还值得关注的是,作为保险行业的重要规范——《重大疾病保险的疾病定义使用规范》,是由中国保险行业协会和中国医师协会共同制定的。中保协显然是保险业的利益相关方;中医协是利益中立方;而投保人、被保险人却被排除在了制定标准之外。可以说,目前这个行业标准并没有充分考虑到消费者的利益。
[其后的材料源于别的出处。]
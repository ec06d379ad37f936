//! Octree export: region compression, cube decomposition and map assembly

pub mod config;
pub mod chunk;
pub mod decompose;
pub mod map;

#[cfg(test)]
pub mod test_utils;

pub use config::{ExportConfig, ExportLimits, MAX_COMPRESS_BOUND, MAX_PACKED_SIZE, MAX_WORLD_SCALE};
pub use chunk::{ExportedChunk, OctantCost, OctantCosts, RegionExporter, packed_total};
pub use decompose::Decomposer;
pub use map::{
    LogProgress, MapExporter, MapSummary, Progress, check_output_path, export_map_command, prepare_map,
};
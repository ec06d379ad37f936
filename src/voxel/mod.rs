//! Voxel data structures

pub mod voxel;
pub mod grid;

pub use voxel::{Voxel, material};
pub use grid::VoxelGrid;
事实上,《重大疾病保险的疾病定义使用规范》使得重大疾病保险变成了一个苛刻的“白名单”保险,只有按着规范上的标准生病才可能顺利理赔,有的保险公司可能在合同当中进一步“收紧”“加码”。
让金融消费者质疑的地方在于:保险公司在销售保险合同时和理赔时,完全是两副面孔、适用两套标准——推销保险时大包大揽,严重疾病都能覆盖,从此安枕无忧;到了理赔的时候,却拿出了极其苛刻的,甚至明显严苛于医疗诊断标准的保险条款,“这也不能赔,那也不能赔”。
类似“导致猝死的心肌炎不是‘严重心肌炎’”不能理赔,这种保险条款明显严苛于通行医疗标准,也违背消费者投保的目的,谁来规范?2024年9月,国务院发布《关于加强监管防范风险推动保险业高质量发展的若干意见》,强化保险消费者权益保护。我们期待的是:整个保险行业能够得到净化,违背常识、剥夺被保险人重要权益的条款,能够得到及时纠正。